Jamais, peut-être, la société française n’aura pu assister à un si grand nombre de débats d’idées qu’aujourd’hui : la multiplication des talk-shows et des chaînes de télévision, le succès de ce type de programmes, les records de nombre de vues des « clashs » rediffusés en extraits sur YouTube, et la prolifération du débat dans tous types d’émissions, que ce soit chez Cyril Hanouna ou chez Frédéric Taddéi en passant par Thierry Ardisson et Laurent Ruquier, donnent l’impression que le débat est partout et que tout est débat. Et nul qui n’y soit convié. Depuis que Canal+, dans les années 80, a pris l’habitude de mêler sur les mêmes plateaux chanteurs de variétés, humoristes, essayistes et politiques, la formule est en effet devenue une norme et il est désormais naturel de voir un rappeur à peine alphabétisé contredire un philosophe avec le soutien d’une jeune comédienne en promo, avant que l’animateur lui-même, qui ne se contente plus d’être un simple arbitre, donne son avis sur la question. Sans compter que les réseaux sociaux permettent maintenant au moindre téléspectateur, par la diffusion à l’antenne de tweets sélectionnés, de se glisser dans la mêlée le temps de 140 caractères. Jamais, donc, le débat n’aura été aussi omniprésent et aussi large, et pourtant — paradoxe parmi d’autres dans une époque d’inversion permanente -, jamais, il n’aura été autant verrouillé ! Jamais le panel d’opinions représenté n’aura été aussi restreint, jamais les propos énoncés par les intervenants n’auront été aussi surveillés, dénoncés, punis ; si bien que le bilan de cette évolution reviendrait à constater qu’on a remplacé en trente ans de vieux robinets à deux têtes rouge et bleue par un karcher formidable mais n’inondant tout que d’eau tiède. Ainsi, ce qui pourrait dénoter une grande vitalité du débat public semble, a fortiori, se confondre au contraire avec une ruse du pouvoir idéologique dominant qui consiste à une mise en scène factice de l’unanimité des thèses qu’il défend. Les aspects par lesquels se trahit le plus une telle stratégie sont les aspects saillants, lesquels se divisent en deux catégories : le « coup de gueule » et le « dérapage », car ces moments où le débat déborde révèlent surtout selon quelle logique le débat fonctionne.

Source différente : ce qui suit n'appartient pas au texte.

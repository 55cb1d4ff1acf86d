//! HTTP surface.

pub mod activities;
pub mod admin;
pub mod dashboard;
pub mod login;
pub mod register;
pub mod reset_password;
pub mod status;
pub mod two_factor;
pub mod users;
pub mod verify_email;

use std::convert::Infallible;
use std::net::SocketAddr;

use axum::Json;
use axum::extract::{ConnectInfo, FromRequest, FromRequestParts, Request};
use axum::http::header;
use axum::http::request::Parts;
use serde::de::DeserializeOwned;
use validator::Validate;

use crate::activity::ClientMeta;
use crate::error::ServerError;

/// JSON body extractor that runs the [`Validate`] derive before the handler
/// sees the value.
pub struct Valid<T>(pub T);

impl<S, T> FromRequest<S> for Valid<T>
where
    S: Send + Sync,
    T: DeserializeOwned + Validate,
{
    type Rejection = ServerError;

    async fn from_request(
        req: Request,
        state: &S,
    ) -> Result<Self, Self::Rejection> {
        let Json(value) = Json::<T>::from_request(req, state).await?;
        value.validate()?;
        Ok(Valid(value))
    }
}

impl<S> FromRequestParts<S> for ClientMeta
where
    S: Send + Sync,
{
    type Rejection = Infallible;

    async fn from_request_parts(
        parts: &mut Parts,
        _state: &S,
    ) -> Result<Self, Self::Rejection> {
        // The first hop of X-Forwarded-For wins, the socket address is the
        // fallback when no proxy is involved.
        let ip = parts
            .headers
            .get("x-forwarded-for")
            .and_then(|value| value.to_str().ok())
            .and_then(|value| value.split(',').next())
            .map(|value| value.trim().to_owned())
            .or_else(|| {
                parts
                    .extensions
                    .get::<ConnectInfo<SocketAddr>>()
                    .map(|info| info.0.ip().to_string())
            });

        let user_agent = parts
            .headers
            .get(header::USER_AGENT)
            .and_then(|value| value.to_str().ok())
            .map(ToOwned::to_owned);

        Ok(ClientMeta { ip, user_agent })
    }
}
//! Telemetry logic: request metrics behind a Prometheus recorder.

use std::time::Instant;

use axum::extract::{MatchedPath, Request};
use axum::middleware::Next;
use axum::response::IntoResponse;
use metrics_exporter_prometheus::{
    BuildError, Matcher, PrometheusBuilder, PrometheusHandle,
};

/// Create recorder for Prometheus metrics.
pub fn setup_metrics_recorder() -> Result<PrometheusHandle, BuildError> {
    const EXPONENTIAL_SECONDS: &[f64] = &[
        0.005, 0.01, 0.025, 0.05, 0.1, 0.25, 0.5, 1.0, 2.5, 5.0, 10.0,
    ];

    PrometheusBuilder::new()
        .set_buckets_for_metric(
            Matcher::Full("http_requests_duration_seconds".to_string()),
            EXPONENTIAL_SECONDS,
        )?
        .install_recorder()
}

/// Record count and latency for every request.
pub async fn track(req: Request, next: Next) -> impl IntoResponse {
    let start = Instant::now();
    let path =
        if let Some(matched_path) = req.extensions().get::<MatchedPath>() {
            matched_path.as_str().to_owned()
        } else {
            req.uri().path().to_owned()
        };
    let method = req.method().clone();

    let response = next.run(req).await;

    let latency = start.elapsed().as_secs_f64();
    let labels = [
        ("method", method.to_string()),
        ("path", path),
        ("status", response.status().as_u16().to_string()),
    ];
    metrics::counter!("http_requests_total", &labels).increment(1);
    metrics::histogram!("http_requests_duration_seconds", &labels)
        .record(latency);

    response
}
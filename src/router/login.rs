//! Login and the second-factor challenge handoff.

use axum::Json;
use axum::extract::State;
use axum::response::{IntoResponse, Response};
use serde::{Deserialize, Serialize};
use validator::Validate;

use crate::AppState;
use crate::activity::ClientMeta;
use crate::auth::LoginOutcome;
use crate::error::Result;
use crate::router::Valid;

#[derive(Debug, Serialize, Deserialize, Validate)]
pub struct Body {
    #[validate(length(min = 1, message = "Username is required."))]
    pub username: String,
    #[validate(length(min = 1, message = "Password is required."))]
    pub password: String,
}

/// Handler to log in. Either a full session or a second-factor challenge
/// comes back; the challenge carries no token.
pub async fn handler(
    State(state): State<AppState>,
    meta: ClientMeta,
    Valid(body): Valid<Body>,
) -> Result<Response> {
    let outcome = state
        .auth_service()
        .login(&body.username, &body.password, &meta)
        .await?;

    Ok(match outcome {
        LoginOutcome::Session(session) => Json(session).into_response(),
        LoginOutcome::Challenge(challenge) => {
            Json(challenge).into_response()
        },
    })
}

#[derive(Debug, Serialize, Deserialize, Validate)]
#[serde(rename_all = "camelCase")]
pub struct TwoFactorBody {
    pub user_id: i64,
    #[validate(length(equal = 6, message = "Code must be 6 digits."))]
    pub code: String,
}

/// Handler to redeem a pending second-factor code.
pub async fn verify_two_factor(
    State(state): State<AppState>,
    meta: ClientMeta,
    Valid(body): Valid<TwoFactorBody>,
) -> Result<Response> {
    let session = state
        .auth_service()
        .verify_two_factor(body.user_id, &body.code, &meta)
        .await?;

    Ok(Json(session).into_response())
}
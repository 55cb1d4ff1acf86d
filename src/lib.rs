//! Gatehouse is an account management and authentication API.

#[forbid(unsafe_code)]
#[deny(unused_mut)]
pub mod activity;
pub mod auth;
pub mod config;
pub mod crypto;
pub mod error;
pub mod mail;
pub mod middleware;
pub mod router;
pub mod telemetry;
pub mod token;
pub mod totp;
pub mod user;

use std::sync::Arc;
use std::time::Duration;

use axum::http::{HeaderValue, Method, header};
use axum::routing::{get, post};
use axum::{Router, middleware as AxumMiddleware};
use tower::ServiceBuilder;
use tower_http::LatencyUnit;
use tower_http::cors::CorsLayer;
use tower_http::sensitive_headers::SetSensitiveHeadersLayer;
use tower_http::timeout::TimeoutLayer;
use tower_http::trace::{
    DefaultMakeSpan, DefaultOnRequest, DefaultOnResponse, TraceLayer,
};

use crate::activity::ActivityLog;
use crate::auth::{AuthService, ChallengeStore};
use crate::config::Configuration;
use crate::crypto::PasswordHasher;
use crate::mail::MailSink;
use crate::token::SessionTokenCodec;
use crate::user::{AccountService, AccountStore};

/// State sharing between routes.
#[derive(Clone)]
pub struct AppState {
    pub config: Arc<Configuration>,
    pub accounts: Arc<dyn AccountStore>,
    pub activity: ActivityLog,
    pub mail: Arc<dyn MailSink>,
    pub hasher: Arc<PasswordHasher>,
    pub tokens: SessionTokenCodec,
    pub challenges: Arc<dyn ChallengeStore>,
}

impl AppState {
    pub fn account_service(&self) -> AccountService {
        AccountService::new(
            Arc::clone(&self.accounts),
            self.activity.clone(),
            Arc::clone(&self.mail),
            Arc::clone(&self.hasher),
            Arc::clone(&self.config),
        )
    }

    pub fn auth_service(&self) -> AuthService {
        AuthService::new(
            Arc::clone(&self.accounts),
            self.activity.clone(),
            Arc::clone(&self.mail),
            Arc::clone(&self.hasher),
            self.tokens.clone(),
            Arc::clone(&self.challenges),
            Arc::clone(&self.config),
        )
    }
}

/// CORS is restricted to the configured frontend origin since the session
/// credential travels with the requests.
fn cors(config: &Configuration) -> CorsLayer {
    let layer = CorsLayer::new()
        .allow_methods([
            Method::GET,
            Method::POST,
            Method::PUT,
            Method::PATCH,
            Method::DELETE,
            Method::OPTIONS,
        ])
        .allow_headers([header::AUTHORIZATION, header::CONTENT_TYPE])
        .allow_credentials(true)
        .vary([header::AUTHORIZATION]);

    match config.frontend_url.parse::<HeaderValue>() {
        Ok(origin) => layer.allow_origin(origin),
        Err(_) => layer,
    }
}

/// Create router.
pub fn app(state: AppState) -> Router {
    let layers = ServiceBuilder::new()
        // Add high level tracing/logging to all requests.
        .layer(
            TraceLayer::new_for_http()
                .make_span_with(DefaultMakeSpan::new())
                .on_request(DefaultOnRequest::new())
                .on_response(
                    DefaultOnResponse::new().latency_unit(LatencyUnit::Micros),
                ),
        )
        // Set a timeout.
        .layer(TimeoutLayer::new(Duration::from_secs(10)))
        // Remove sensitive headers from trace.
        .layer(SetSensitiveHeadersLayer::new([
            header::AUTHORIZATION,
            header::COOKIE,
        ]))
        // Add CORS preflight support.
        .layer(cors(&state.config));

    let public = Router::new()
        .route("/status.json", get(router::status::handler))
        .route("/api/auth/register", post(router::register::handler))
        .route("/api/auth/login", post(router::login::handler))
        .route(
            "/api/auth/verify-2fa",
            post(router::login::verify_two_factor),
        )
        .route(
            "/api/auth/forgot-password",
            post(router::reset_password::forgot),
        )
        .route("/verify-email", get(router::verify_email::verify))
        .route("/verify-email/resend", post(router::verify_email::resend))
        .route("/api/reset-password", post(router::reset_password::reset))
        .route(
            "/api/reset-password/validate",
            get(router::reset_password::validate),
        );

    let protected = Router::new()
        .route("/api/auth/enable-2fa", post(router::two_factor::enable))
        .route("/api/auth/disable-2fa", post(router::two_factor::disable))
        .route(
            "/api/users/me",
            get(router::users::me).put(router::users::update_me),
        )
        .route(
            "/api/users/change-password",
            post(router::users::change_password),
        )
        .route("/api/users/all", get(router::users::all))
        .route(
            "/api/users/{id}",
            get(router::users::get_by_id)
                .put(router::users::update)
                .delete(router::users::delete),
        )
        .route(
            "/api/admin/users",
            get(router::admin::list).post(router::admin::create),
        )
        .route(
            "/api/admin/users/{id}",
            get(router::admin::get_by_id)
                .put(router::admin::update)
                .delete(router::admin::delete),
        )
        .route("/api/admin/stats", get(router::admin::stats))
        .route("/api/activities/me", get(router::activities::recent))
        .route("/api/activities/me/all", get(router::activities::mine))
        .route(
            "/api/activities/user/{id}",
            get(router::activities::by_user),
        )
        .route(
            "/api/dashboard/user-stats",
            get(router::dashboard::user_stats),
        )
        .route_layer(AxumMiddleware::from_fn_with_state(
            state.clone(),
            middleware::authenticate,
        ));

    public
        .merge(protected)
        .with_state(state)
        .route_layer(AxumMiddleware::from_fn(telemetry::track))
        .layer(layers)
}
//! In-memory [`AccountStore`], one mutex around the whole table so the
//! uniqueness checks and id assignment are serialized like the database
//! constraints they stand in for.

use std::collections::BTreeMap;
use std::sync::Mutex;

use async_trait::async_trait;
use chrono::Utc;

use crate::error::{Conflict, Result, ServerError};
use crate::user::{Account, AccountStats, AccountStore, Role};

#[derive(Default)]
struct Table {
    next_id: i64,
    rows: BTreeMap<i64, Account>,
}

#[derive(Default)]
pub struct MemoryAccountStore {
    table: Mutex<Table>,
}

impl MemoryAccountStore {
    pub fn new() -> Self {
        Self::default()
    }

    fn find_where(
        &self,
        predicate: impl Fn(&Account) -> bool,
    ) -> Option<Account> {
        self.table
            .lock()
            .unwrap()
            .rows
            .values()
            .find(|account| predicate(account))
            .cloned()
    }
}

#[async_trait]
impl AccountStore for MemoryAccountStore {
    async fn find_by_id(&self, id: i64) -> Result<Option<Account>> {
        Ok(self.table.lock().unwrap().rows.get(&id).cloned())
    }

    async fn find_by_username(
        &self,
        username: &str,
    ) -> Result<Option<Account>> {
        Ok(self.find_where(|a| a.username == username))
    }

    async fn find_by_email(&self, email: &str) -> Result<Option<Account>> {
        let email = email.to_lowercase();
        Ok(self.find_where(|a| a.email.to_lowercase() == email))
    }

    async fn find_by_verification_token(
        &self,
        token: &str,
    ) -> Result<Option<Account>> {
        Ok(self.find_where(|a| {
            a.verification_token.as_deref() == Some(token)
        }))
    }

    async fn find_by_reset_token(
        &self,
        token: &str,
    ) -> Result<Option<Account>> {
        Ok(self.find_where(|a| a.reset_token.as_deref() == Some(token)))
    }

    async fn exists_by_username(&self, username: &str) -> Result<bool> {
        Ok(self.find_where(|a| a.username == username).is_some())
    }

    async fn exists_by_email(&self, email: &str) -> Result<bool> {
        let email = email.to_lowercase();
        Ok(self
            .find_where(|a| a.email.to_lowercase() == email)
            .is_some())
    }

    async fn save(&self, mut account: Account) -> Result<Account> {
        let mut table = self.table.lock().unwrap();

        for other in table.rows.values() {
            if other.id == account.id {
                continue;
            }
            if other.username == account.username {
                return Err(ServerError::Conflict(Conflict::Username));
            }
            if other.email.to_lowercase() == account.email.to_lowercase() {
                return Err(ServerError::Conflict(Conflict::Email));
            }
        }

        account.updated_at = Utc::now();
        account.roles = Role::normalize(account.roles);

        if account.id == 0 {
            table.next_id += 1;
            account.id = table.next_id;
        }
        table.rows.insert(account.id, account.clone());

        Ok(account)
    }

    async fn delete(&self, id: i64) -> Result<()> {
        self.table.lock().unwrap().rows.remove(&id);
        Ok(())
    }

    async fn list_all(&self) -> Result<Vec<Account>> {
        Ok(self.table.lock().unwrap().rows.values().cloned().collect())
    }

    async fn count(&self) -> Result<i64> {
        Ok(self.table.lock().unwrap().rows.len() as i64)
    }

    async fn stats(&self) -> Result<AccountStats> {
        let table = self.table.lock().unwrap();
        let mut stats = AccountStats::default();

        for account in table.rows.values() {
            stats.total_users += 1;
            if account.enabled {
                stats.active_users += 1;
            }
            if account.email_verified {
                stats.verified_users += 1;
            }
            if account.has_role(Role::Admin) {
                stats.admins += 1;
            }
            if account.has_role(Role::Moderator) {
                stats.moderators += 1;
            }
            if account.has_role(Role::User) {
                stats.users += 1;
            }
        }

        Ok(stats)
    }
}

Le coup de gueule, de Balavoine à Kassovitz
Contrairement au « dérapage », que nous étudierons plus loin, le « coup de gueule » a bonne presse. Pourtant, il représente un moment de perte de contrôle, de colère, de rupture avec les règles de bonne conduite d’un échange d’idées, tout ce qui devrait normalement le rendre, si ce n’est condamnable, du moins suspect. C’est qu’il est associé à un cri spontané, viscéral, sincère, au nom de la justice, qui viendrait rompre une comédie cynique, et c’est en effet la plupart du temps dans cet esprit qu’il se déroule. Ce qu’on n’a guère voulu percevoir, c’est qu’il pouvait lui-même être instrumentalisé en vue d’une comédie encore plus cynique. L’un des archétypes initiaux du coup de gueule médiatique est celui du chanteur Daniel Balavoine sur Antenne 2, le 19 mars 1980 face à François Mitterrand, alors candidat aux élections présidentielles. Le jeune chanteur, cheveux longs et blouson en cuir, soit le stéréotype du « jeune » de l’époque, commence par quitter le plateau ne voulant pas passer pour « un sale merdeux qui fout la pagaille ». On voit comment le contexte a évolué depuis, puisque l’ « artiste » en colère, se perçoit aujourd’hui instinctivement comme un sage qui libère en la tonnant la vérité, presque un prophète des temps anciens. Mais ce n’est alors pas encore le cas, et l’auteur de Laziza, se découvre d’abord un peu honteux de ses réflexes, avant de s’y livrer lorsqu’on lui enjoint de s’exprimer. Il reproche aux journalistes de ne traiter que de sujets de politique politicienne et non pas d’un certain nombre de dossiers de corruption ou de mauvaise gestion qui lui paraissent autrement plus essentiels. Il a pris des notes, ne s’emporte pas dans le vide, et cite précisément un certain nombre de cas. En outre, il se pose comme représentatif d’une jeunesse qui ne serait pas prise en compte dans les médias. Subvertir un débat convenu et artificiel pour faire surgir la vérité (la vérité des « jeunes » qu’on n’entend pas) et la justice (contre les corruptions politiques), voilà donc sous quelle forme relativement « légendaire » s’inscrira ce premier « clash » — comme on dirait de nos jours.
Entreprise de recyclage
Sauf que cet écho pseudo-légendaire étouffe généralement une autre réalité. Qui aura réellement empoché les bénéfices d’une semblable intervention ? La vérité ? La justice ? La jeunesse ? Non, mais François Mitterrand. On oublie souvent que c’est lui qui, mielleux, subtil, séducteur, conclut le débat en prenant sous son aile le chanteur amadoué, et qui, par ailleurs, gagnera les élections présidentielles. Son règne n’en sera pas moins un sommet de corruption jamais atteint dans la Vème république. D’une certaine manière, on pourrait presque considérer cette séquence comme une métaphore de la prise du pouvoir intellectuel par la gauche mitterrandienne, recyclant cyniquement à son service deux qualités essentielles dont sont doués tant les artistes bas de gamme que la jeunesse en général : un idéalisme précaire allié à une relative absence d’esprit critique. Le comique, le chanteur, le comédien, puis le vanneur, le slammeur, l’égérie de téléréalité, toutes ces catégories professionnelles somme toute assez restreintes, seront jetées dans tous les débats durant les septennats socialistes et après, comme une armée de réserve venant en renfort appuyer la conquête des esprits, et tous, finalement, auront quelque chose de ce Daniel Balavoine circonvenu par le Machiavel des 80’s.
34 ans plus tard…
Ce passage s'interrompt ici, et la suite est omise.